Collected data
-- Opening Marker --
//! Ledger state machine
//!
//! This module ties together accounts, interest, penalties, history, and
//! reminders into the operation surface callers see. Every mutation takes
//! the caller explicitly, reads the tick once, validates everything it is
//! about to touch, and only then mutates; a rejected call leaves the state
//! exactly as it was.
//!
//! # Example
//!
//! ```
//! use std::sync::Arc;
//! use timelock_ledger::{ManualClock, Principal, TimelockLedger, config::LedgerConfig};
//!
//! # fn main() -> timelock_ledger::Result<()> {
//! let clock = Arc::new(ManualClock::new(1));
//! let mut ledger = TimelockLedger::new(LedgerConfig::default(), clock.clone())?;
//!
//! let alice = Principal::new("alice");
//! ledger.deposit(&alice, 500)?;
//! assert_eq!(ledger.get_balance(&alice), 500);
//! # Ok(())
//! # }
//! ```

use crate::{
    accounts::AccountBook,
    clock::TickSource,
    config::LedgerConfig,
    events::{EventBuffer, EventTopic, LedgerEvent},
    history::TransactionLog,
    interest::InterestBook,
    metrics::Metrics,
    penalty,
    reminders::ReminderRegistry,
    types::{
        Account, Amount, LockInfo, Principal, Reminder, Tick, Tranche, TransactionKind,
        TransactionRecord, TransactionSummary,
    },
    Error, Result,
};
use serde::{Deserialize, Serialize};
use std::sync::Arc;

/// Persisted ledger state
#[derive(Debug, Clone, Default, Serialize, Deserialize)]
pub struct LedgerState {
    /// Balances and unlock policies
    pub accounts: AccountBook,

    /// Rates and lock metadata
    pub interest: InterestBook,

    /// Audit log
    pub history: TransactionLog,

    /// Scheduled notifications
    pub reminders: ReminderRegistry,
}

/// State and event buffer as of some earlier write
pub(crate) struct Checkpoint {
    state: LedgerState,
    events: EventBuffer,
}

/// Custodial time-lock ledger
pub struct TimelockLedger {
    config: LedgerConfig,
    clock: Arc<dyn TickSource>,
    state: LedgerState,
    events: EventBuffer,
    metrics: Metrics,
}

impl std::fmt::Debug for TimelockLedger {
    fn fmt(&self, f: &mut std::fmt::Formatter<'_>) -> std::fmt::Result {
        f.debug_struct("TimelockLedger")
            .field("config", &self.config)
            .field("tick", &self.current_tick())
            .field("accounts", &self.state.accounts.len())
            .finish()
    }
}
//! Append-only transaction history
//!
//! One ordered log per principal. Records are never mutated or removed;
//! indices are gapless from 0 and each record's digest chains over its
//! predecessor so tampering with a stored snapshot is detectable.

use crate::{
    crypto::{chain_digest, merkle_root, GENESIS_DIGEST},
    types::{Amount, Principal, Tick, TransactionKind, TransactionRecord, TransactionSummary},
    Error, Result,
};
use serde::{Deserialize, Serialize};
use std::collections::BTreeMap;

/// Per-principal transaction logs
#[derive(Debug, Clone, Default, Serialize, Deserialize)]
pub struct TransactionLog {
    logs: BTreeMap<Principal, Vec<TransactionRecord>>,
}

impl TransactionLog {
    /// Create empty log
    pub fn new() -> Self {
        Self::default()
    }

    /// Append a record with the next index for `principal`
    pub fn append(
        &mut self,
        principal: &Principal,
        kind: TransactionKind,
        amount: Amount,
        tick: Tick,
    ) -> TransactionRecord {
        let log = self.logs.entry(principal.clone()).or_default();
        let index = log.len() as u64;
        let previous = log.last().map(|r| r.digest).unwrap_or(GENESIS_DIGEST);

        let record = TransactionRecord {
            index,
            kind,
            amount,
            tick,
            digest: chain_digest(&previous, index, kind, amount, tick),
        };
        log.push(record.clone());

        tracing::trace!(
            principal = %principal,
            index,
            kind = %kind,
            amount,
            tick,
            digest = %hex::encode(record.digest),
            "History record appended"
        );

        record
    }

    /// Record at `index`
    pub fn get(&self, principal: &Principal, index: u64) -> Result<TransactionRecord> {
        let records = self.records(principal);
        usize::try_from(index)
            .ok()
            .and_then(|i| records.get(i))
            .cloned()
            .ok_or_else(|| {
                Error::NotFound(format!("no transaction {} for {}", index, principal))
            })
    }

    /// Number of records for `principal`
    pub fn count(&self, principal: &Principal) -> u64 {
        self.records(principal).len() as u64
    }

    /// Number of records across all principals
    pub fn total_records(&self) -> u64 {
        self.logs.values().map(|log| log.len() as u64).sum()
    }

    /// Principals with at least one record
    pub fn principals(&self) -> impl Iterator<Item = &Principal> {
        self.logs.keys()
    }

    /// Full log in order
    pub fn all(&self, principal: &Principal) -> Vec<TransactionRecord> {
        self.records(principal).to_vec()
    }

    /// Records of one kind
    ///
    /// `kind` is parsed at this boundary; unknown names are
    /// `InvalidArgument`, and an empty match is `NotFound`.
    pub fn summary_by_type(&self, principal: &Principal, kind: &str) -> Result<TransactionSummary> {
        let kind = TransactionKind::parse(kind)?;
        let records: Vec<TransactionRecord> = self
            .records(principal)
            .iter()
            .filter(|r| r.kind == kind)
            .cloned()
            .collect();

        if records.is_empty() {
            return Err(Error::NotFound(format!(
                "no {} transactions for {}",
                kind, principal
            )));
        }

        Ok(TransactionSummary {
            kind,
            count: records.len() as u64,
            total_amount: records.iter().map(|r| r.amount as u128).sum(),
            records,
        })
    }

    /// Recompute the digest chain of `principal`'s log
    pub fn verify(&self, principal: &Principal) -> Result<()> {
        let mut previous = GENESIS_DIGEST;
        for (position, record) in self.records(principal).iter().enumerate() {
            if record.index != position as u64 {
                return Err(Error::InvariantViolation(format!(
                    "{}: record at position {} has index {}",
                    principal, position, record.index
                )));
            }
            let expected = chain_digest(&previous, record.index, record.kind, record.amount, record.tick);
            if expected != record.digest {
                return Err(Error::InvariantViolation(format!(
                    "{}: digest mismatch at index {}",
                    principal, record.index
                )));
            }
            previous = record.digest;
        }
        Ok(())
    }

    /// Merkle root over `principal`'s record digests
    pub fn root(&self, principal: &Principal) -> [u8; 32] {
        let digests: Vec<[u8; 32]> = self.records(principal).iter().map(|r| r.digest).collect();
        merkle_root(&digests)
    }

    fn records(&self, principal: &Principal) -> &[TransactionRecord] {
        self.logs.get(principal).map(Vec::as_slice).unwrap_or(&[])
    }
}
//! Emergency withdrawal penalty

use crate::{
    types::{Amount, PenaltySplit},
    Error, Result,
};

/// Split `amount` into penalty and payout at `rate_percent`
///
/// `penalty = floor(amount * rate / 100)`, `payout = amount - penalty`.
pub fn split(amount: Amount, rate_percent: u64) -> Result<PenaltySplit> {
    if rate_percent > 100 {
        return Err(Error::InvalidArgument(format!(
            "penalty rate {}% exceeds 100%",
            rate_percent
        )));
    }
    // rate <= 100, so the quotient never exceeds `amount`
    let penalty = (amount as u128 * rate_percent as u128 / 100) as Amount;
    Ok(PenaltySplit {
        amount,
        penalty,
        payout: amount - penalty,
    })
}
-- Closing Marker --
-- Opening Marker --
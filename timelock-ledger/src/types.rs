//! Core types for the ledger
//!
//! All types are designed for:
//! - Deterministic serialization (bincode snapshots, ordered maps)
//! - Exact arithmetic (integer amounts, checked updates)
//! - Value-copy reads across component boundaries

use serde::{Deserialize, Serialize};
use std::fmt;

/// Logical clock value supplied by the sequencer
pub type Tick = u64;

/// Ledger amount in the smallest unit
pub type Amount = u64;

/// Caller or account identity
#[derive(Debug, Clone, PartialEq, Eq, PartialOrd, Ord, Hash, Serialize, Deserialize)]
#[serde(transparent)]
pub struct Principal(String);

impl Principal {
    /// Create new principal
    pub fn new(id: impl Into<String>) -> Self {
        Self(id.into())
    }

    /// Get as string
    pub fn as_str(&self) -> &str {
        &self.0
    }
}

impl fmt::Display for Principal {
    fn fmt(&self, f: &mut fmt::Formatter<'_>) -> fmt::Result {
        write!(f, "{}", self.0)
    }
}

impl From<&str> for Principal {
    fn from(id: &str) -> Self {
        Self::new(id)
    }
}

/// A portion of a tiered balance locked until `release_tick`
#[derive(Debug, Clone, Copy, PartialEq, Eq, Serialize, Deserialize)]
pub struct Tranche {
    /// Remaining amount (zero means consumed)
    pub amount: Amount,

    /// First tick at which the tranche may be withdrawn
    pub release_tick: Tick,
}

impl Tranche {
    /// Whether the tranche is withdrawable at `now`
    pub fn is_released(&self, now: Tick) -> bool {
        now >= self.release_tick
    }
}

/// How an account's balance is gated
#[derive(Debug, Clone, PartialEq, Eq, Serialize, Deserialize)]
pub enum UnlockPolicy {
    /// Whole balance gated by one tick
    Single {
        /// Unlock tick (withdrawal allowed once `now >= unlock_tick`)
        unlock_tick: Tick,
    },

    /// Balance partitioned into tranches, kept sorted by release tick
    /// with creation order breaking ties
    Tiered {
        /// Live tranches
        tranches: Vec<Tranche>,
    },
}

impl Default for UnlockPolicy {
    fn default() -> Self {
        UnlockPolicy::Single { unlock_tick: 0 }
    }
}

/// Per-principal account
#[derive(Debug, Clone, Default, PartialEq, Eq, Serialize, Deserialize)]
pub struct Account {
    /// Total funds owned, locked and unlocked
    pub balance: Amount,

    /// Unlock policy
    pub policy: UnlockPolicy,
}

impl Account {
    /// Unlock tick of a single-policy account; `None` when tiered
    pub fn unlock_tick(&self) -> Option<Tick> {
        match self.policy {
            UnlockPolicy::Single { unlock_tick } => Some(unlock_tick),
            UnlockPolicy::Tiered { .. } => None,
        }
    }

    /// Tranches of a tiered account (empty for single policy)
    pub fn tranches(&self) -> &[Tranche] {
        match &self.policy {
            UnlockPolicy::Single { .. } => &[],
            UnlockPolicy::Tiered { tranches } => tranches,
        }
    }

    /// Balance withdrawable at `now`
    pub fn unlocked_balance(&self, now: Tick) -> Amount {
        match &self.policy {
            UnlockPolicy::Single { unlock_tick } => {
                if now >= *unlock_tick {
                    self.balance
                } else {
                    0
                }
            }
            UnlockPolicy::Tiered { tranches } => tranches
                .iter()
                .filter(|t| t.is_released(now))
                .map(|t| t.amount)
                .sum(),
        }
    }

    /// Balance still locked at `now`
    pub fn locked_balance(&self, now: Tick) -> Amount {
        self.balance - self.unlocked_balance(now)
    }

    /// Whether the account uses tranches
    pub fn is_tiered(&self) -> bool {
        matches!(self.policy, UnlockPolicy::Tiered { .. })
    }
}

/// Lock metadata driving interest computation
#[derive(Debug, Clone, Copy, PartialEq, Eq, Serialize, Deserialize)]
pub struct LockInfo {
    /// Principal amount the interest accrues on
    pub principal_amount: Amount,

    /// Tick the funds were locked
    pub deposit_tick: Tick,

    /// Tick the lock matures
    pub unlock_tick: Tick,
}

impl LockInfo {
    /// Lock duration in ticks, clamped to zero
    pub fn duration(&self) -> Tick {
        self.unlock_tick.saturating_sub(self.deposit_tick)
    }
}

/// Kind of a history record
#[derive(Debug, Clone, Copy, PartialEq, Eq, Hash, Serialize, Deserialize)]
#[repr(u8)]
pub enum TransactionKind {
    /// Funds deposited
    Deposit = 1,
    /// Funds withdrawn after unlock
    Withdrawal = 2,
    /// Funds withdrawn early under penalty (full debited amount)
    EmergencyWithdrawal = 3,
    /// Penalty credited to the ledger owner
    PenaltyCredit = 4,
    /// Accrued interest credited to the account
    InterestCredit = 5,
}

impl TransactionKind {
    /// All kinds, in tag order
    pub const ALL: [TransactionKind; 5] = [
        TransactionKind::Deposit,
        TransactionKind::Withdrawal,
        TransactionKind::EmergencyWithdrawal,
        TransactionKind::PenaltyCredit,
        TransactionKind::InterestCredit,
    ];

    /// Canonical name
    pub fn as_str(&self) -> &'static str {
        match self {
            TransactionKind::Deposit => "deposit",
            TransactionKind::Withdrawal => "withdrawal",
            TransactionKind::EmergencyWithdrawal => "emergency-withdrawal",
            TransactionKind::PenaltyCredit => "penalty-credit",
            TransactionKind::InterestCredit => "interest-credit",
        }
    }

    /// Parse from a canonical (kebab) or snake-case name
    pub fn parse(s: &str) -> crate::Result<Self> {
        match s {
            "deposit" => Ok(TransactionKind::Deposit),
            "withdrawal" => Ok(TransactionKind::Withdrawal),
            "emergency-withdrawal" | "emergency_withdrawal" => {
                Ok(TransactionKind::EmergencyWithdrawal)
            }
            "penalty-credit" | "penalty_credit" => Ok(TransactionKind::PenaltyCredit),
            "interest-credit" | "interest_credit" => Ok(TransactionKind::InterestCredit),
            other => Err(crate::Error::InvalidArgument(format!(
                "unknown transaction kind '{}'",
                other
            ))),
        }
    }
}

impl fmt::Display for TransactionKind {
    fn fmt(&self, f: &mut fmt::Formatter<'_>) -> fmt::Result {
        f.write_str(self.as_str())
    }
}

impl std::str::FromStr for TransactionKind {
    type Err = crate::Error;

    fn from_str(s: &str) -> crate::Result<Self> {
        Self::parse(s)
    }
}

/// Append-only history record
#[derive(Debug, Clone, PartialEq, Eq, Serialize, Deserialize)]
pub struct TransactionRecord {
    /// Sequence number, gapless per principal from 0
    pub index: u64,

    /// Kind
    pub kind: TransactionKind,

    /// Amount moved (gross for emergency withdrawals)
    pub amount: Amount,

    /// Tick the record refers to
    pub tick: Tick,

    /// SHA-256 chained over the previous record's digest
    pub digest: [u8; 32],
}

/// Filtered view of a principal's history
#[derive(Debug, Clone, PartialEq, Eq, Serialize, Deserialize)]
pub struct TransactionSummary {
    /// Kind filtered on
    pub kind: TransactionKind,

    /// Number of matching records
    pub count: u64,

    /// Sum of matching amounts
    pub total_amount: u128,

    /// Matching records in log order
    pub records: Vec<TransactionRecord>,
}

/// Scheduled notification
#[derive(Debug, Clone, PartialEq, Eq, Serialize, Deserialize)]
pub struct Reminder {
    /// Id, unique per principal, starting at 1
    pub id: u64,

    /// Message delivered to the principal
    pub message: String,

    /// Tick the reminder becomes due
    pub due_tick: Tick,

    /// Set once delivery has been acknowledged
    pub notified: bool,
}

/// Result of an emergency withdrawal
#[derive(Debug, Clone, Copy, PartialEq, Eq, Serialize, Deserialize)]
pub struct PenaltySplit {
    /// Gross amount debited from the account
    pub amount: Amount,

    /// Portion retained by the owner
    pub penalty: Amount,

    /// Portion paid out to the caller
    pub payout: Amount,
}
-- Closing Marker --
Copy every line in the entries above that has the string "types" in it.

    types::{
    types::{Amount, Principal, Tick, TransactionKind, TransactionRecord, TransactionSummary},
    types::{Amount, PenaltySplit},
filename timelock-ledger/src/types.rs
//! Core types for the ledger
//! All types are designed for:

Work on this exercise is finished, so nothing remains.